## What is being asked
For the word "arguments", count the lines of the data that include it and give only the total.

Data entries:

= = = = =

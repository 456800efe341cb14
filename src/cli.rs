//! Command-line interface definitions for AI News Digest.
//!
//! The feed list, proxy and time window are fixed at build time. The only
//! option is where the snapshot is written; with no arguments the binary
//! writes to [`DEFAULT_OUTPUT_PATH`].

use clap::Parser;
use std::path::PathBuf;

/// Where the snapshot goes when `--output` is not given.
pub const DEFAULT_OUTPUT_PATH: &str = "data/news.json";

/// Command-line arguments for the AI News Digest application.
///
/// # Examples
///
/// ```sh
/// # Write to the default location
/// ai_news_digest
///
/// # Write somewhere else
/// ai_news_digest -o /srv/site/data/news.json
/// ```
#[derive(Parser, Debug)]
#[command(author, version, about)]
pub struct Cli {
    /// Path of the JSON snapshot to write (replaced on every run)
    #[arg(short, long, default_value = DEFAULT_OUTPUT_PATH)]
    pub output: PathBuf,
}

= = = = =

## Answer for this exercise
2